| WHAT TO DO |
Look over the listing below and work out how many lines have the word "impl". Write only that number.

| DATASET CONTENT |
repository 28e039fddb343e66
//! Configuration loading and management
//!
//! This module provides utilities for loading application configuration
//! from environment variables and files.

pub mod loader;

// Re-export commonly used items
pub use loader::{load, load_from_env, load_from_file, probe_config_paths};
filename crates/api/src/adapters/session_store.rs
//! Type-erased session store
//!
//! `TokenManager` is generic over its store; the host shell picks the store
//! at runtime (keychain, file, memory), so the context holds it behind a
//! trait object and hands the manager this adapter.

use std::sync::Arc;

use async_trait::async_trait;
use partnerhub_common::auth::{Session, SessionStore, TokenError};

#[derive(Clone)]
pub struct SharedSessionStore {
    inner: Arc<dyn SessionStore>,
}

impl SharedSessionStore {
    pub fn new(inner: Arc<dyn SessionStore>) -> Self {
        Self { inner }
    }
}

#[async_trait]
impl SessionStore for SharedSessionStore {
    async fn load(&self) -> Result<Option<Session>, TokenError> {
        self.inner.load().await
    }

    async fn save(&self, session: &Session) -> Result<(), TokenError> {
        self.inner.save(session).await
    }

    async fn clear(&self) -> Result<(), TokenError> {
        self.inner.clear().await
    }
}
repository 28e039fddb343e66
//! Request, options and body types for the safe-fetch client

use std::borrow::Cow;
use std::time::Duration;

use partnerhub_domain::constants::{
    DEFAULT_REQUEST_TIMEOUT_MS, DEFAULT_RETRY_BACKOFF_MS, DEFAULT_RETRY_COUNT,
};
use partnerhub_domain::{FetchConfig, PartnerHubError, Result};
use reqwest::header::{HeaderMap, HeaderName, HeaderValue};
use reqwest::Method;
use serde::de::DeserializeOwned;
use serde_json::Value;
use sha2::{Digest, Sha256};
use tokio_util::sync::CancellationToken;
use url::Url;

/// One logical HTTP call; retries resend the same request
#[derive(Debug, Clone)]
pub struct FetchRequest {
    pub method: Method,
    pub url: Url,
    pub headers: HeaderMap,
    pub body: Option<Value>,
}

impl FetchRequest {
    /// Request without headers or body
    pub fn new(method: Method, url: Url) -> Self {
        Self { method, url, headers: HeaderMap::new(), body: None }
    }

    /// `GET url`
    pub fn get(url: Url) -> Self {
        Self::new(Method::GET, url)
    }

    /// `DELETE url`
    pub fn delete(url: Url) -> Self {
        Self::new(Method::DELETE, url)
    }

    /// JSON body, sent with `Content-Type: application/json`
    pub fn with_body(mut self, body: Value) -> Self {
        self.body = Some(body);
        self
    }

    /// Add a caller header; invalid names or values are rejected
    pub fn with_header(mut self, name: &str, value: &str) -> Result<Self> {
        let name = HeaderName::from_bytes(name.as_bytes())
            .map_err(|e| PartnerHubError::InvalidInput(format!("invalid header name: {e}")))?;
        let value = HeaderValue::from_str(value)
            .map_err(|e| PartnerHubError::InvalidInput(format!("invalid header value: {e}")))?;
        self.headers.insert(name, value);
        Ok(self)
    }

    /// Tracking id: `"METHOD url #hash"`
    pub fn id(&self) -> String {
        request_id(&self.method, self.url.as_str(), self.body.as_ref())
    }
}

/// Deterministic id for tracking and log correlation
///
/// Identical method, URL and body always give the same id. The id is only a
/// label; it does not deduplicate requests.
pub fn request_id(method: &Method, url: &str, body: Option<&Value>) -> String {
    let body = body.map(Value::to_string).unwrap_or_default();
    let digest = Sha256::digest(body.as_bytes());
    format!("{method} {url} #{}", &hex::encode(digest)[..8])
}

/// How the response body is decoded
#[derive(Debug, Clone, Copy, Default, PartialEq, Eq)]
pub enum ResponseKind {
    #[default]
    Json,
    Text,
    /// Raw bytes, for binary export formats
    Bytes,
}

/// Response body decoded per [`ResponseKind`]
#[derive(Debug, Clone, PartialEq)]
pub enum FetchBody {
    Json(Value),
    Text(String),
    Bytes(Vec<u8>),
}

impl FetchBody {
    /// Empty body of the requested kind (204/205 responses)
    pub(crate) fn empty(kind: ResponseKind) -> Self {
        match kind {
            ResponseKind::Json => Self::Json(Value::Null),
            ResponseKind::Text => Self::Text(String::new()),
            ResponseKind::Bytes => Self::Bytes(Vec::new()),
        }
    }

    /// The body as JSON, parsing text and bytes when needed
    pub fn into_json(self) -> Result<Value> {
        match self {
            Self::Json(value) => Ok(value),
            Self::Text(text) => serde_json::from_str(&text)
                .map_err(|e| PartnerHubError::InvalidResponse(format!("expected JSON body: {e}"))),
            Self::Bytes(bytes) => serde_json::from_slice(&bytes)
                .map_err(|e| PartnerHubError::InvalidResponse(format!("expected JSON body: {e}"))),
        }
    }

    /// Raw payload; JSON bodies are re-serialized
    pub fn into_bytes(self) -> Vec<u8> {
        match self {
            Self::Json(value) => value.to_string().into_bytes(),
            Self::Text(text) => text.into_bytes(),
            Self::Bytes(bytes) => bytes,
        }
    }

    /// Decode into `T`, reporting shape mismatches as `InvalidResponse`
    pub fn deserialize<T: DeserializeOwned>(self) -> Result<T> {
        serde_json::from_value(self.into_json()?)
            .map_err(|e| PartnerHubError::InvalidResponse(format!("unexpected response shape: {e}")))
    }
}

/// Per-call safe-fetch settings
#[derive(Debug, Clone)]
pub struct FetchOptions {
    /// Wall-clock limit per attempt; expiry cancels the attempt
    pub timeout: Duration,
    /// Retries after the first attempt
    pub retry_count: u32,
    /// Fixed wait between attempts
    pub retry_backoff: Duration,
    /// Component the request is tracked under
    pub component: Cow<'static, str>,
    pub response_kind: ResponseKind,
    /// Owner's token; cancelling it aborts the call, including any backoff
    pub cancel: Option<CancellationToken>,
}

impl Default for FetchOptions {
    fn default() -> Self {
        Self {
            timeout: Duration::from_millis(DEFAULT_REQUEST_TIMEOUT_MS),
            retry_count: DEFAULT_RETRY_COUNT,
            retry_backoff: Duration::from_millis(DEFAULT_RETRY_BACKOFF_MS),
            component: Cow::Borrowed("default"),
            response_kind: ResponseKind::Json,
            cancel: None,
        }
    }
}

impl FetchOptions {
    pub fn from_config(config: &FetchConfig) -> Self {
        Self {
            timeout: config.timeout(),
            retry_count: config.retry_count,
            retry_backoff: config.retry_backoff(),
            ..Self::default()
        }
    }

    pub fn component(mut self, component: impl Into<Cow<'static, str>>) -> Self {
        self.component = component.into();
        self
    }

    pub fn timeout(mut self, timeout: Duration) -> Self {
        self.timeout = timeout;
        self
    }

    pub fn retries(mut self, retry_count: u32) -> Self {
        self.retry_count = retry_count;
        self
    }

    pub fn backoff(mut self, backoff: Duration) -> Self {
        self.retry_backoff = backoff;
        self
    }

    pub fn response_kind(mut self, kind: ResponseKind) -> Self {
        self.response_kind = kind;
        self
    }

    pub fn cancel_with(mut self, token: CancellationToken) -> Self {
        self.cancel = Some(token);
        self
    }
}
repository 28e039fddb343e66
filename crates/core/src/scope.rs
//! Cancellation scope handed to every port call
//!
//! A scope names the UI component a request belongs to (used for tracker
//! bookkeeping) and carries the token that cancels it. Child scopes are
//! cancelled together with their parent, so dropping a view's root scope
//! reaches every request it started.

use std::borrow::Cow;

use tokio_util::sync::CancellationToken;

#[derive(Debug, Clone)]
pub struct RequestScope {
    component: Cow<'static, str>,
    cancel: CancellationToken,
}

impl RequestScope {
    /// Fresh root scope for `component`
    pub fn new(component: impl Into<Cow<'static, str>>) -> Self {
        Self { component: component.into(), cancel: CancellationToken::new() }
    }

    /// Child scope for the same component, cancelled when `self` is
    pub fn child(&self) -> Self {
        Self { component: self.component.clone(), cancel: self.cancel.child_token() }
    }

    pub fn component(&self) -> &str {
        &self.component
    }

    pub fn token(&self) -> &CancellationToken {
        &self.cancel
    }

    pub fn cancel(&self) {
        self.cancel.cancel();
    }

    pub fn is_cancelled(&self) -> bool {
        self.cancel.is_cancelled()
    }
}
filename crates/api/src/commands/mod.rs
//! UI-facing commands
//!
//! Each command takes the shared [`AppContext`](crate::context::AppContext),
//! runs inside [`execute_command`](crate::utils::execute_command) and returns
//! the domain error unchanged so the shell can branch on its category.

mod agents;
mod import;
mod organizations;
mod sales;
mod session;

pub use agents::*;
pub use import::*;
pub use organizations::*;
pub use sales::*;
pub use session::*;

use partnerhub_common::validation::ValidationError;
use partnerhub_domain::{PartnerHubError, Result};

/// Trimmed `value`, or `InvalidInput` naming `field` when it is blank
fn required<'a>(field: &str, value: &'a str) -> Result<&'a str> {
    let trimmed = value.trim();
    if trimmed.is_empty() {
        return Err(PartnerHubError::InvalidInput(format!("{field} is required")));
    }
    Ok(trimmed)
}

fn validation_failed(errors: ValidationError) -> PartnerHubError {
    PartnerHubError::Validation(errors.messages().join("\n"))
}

* * *

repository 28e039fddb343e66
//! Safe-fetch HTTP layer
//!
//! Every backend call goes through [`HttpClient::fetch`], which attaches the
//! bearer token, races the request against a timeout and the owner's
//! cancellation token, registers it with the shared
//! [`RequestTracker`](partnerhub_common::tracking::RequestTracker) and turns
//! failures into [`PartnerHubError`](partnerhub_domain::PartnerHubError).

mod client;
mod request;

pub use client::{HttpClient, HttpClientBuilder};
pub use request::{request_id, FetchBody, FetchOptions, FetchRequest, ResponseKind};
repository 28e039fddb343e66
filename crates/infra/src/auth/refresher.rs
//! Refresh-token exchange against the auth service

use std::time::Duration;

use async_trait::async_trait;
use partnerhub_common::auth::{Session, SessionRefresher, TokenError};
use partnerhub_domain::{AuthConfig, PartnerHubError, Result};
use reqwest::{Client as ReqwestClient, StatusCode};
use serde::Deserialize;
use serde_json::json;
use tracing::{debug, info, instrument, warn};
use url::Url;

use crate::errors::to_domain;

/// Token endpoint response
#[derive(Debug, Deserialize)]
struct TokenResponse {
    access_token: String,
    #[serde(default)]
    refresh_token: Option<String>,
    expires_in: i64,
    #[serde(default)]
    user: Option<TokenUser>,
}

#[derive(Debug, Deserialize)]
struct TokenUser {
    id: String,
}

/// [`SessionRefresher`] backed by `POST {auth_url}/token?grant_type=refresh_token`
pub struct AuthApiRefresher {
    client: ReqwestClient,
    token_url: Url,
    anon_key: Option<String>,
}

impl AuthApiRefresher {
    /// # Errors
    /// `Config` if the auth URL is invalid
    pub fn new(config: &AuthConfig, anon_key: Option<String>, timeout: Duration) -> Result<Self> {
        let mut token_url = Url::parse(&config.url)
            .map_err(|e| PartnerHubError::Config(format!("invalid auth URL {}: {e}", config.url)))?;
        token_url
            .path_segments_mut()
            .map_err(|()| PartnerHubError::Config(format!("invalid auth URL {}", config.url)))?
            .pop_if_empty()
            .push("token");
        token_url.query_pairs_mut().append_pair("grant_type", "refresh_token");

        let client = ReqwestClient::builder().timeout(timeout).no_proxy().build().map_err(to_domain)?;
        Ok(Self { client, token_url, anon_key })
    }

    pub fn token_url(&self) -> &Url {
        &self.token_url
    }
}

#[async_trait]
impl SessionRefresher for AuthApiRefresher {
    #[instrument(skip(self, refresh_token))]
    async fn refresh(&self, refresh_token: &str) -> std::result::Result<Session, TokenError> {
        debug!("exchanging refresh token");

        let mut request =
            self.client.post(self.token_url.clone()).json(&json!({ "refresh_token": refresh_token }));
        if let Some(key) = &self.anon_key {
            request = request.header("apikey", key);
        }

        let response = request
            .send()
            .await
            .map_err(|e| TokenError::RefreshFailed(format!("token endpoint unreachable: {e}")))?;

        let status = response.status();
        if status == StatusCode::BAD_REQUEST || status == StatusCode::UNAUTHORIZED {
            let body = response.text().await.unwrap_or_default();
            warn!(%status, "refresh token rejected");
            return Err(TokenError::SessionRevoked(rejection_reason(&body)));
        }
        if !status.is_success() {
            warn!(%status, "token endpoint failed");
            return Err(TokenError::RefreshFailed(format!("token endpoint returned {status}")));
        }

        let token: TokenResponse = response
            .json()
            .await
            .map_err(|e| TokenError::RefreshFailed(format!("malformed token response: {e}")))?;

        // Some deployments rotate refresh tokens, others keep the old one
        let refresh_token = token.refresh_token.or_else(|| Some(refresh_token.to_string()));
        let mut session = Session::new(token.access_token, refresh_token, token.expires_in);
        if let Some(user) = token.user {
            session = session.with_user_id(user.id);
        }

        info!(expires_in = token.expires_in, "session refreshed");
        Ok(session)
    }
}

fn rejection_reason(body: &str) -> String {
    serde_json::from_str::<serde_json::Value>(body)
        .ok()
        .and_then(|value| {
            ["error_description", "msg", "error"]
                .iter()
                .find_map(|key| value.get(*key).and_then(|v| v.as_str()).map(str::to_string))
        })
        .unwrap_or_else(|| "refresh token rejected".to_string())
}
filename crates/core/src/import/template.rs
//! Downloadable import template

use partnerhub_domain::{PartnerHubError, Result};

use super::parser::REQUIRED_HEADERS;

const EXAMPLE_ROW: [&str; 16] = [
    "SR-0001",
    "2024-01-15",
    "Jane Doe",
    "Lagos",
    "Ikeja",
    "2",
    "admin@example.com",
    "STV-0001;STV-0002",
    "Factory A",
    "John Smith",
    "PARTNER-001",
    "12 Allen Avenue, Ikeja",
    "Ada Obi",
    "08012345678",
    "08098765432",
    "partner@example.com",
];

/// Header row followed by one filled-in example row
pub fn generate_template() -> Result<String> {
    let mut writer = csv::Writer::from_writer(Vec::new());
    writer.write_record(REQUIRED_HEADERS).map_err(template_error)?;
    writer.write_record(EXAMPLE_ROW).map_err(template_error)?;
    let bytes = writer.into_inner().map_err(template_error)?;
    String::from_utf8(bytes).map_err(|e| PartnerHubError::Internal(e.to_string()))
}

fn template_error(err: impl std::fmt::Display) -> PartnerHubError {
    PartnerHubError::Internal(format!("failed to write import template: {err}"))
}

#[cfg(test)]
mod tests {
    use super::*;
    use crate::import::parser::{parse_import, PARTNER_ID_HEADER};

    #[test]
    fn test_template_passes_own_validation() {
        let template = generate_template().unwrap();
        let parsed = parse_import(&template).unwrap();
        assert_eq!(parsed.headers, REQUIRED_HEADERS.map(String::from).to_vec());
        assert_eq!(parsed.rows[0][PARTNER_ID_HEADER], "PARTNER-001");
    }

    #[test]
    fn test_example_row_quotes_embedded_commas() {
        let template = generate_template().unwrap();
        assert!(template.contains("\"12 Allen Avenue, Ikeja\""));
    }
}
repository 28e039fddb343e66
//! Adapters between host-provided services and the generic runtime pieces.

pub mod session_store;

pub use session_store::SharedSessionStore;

| SOLUTION FOR THIS TASK |
12